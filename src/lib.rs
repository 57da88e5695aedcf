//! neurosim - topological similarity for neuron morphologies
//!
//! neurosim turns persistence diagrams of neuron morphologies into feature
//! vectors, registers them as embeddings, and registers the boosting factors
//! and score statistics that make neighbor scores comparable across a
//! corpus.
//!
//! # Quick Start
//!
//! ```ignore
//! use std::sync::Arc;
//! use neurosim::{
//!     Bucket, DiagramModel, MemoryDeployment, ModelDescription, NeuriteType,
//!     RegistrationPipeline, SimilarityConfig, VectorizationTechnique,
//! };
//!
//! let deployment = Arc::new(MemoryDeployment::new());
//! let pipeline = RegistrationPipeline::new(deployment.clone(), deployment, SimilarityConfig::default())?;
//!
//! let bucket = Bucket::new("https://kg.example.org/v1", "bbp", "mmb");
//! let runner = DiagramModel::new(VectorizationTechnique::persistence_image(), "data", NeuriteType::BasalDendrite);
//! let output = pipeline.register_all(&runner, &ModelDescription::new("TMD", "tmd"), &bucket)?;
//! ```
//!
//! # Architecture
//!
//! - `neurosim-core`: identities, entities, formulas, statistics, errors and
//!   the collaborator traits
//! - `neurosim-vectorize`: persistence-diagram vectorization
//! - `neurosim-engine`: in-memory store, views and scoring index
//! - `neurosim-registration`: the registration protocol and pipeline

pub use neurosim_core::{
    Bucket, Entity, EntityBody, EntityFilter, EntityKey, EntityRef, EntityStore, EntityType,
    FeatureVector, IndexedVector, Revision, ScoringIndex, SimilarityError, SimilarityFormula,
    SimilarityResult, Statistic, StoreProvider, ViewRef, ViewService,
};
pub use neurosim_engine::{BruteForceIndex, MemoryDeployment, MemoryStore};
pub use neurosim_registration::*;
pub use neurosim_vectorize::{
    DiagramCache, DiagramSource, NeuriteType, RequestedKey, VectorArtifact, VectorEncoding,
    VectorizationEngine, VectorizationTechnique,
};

Problem requirements:
Repeat exactly the lines from the line containing "the boosting factors" through the end of the listing above; both boundary lines are part of the output.

Expected answer:
//! vectors, registers them as embeddings, and registers the boosting factors
//! and score statistics that make neighbor scores comparable across a
//! corpus.
//!
//! # Quick Start
//!
//! ```ignore
//! use std::sync::Arc;
//! use neurosim::{
//!     Bucket, DiagramModel, MemoryDeployment, ModelDescription, NeuriteType,
//!     RegistrationPipeline, SimilarityConfig, VectorizationTechnique,
//! };
//!
//! let deployment = Arc::new(MemoryDeployment::new());
//! let pipeline = RegistrationPipeline::new(deployment.clone(), deployment, SimilarityConfig::default())?;
//!
//! let bucket = Bucket::new("https://kg.example.org/v1", "bbp", "mmb");
//! let runner = DiagramModel::new(VectorizationTechnique::persistence_image(), "data", NeuriteType::BasalDendrite);
//! let output = pipeline.register_all(&runner, &ModelDescription::new("TMD", "tmd"), &bucket)?;
//! ```
//!
//! # Architecture
//!
//! - `neurosim-core`: identities, entities, formulas, statistics, errors and
//!   the collaborator traits
//! - `neurosim-vectorize`: persistence-diagram vectorization
//! - `neurosim-engine`: in-memory store, views and scoring index
//! - `neurosim-registration`: the registration protocol and pipeline

pub use neurosim_core::{
    Bucket, Entity, EntityBody, EntityFilter, EntityKey, EntityRef, EntityStore, EntityType,
    FeatureVector, IndexedVector, Revision, ScoringIndex, SimilarityError, SimilarityFormula,
    SimilarityResult, Statistic, StoreProvider, ViewRef, ViewService,
};
pub use neurosim_engine::{BruteForceIndex, MemoryDeployment, MemoryStore};
pub use neurosim_registration::*;
pub use neurosim_vectorize::{
    DiagramCache, DiagramSource, NeuriteType, RequestedKey, VectorArtifact, VectorEncoding,
    VectorizationEngine, VectorizationTechnique,
};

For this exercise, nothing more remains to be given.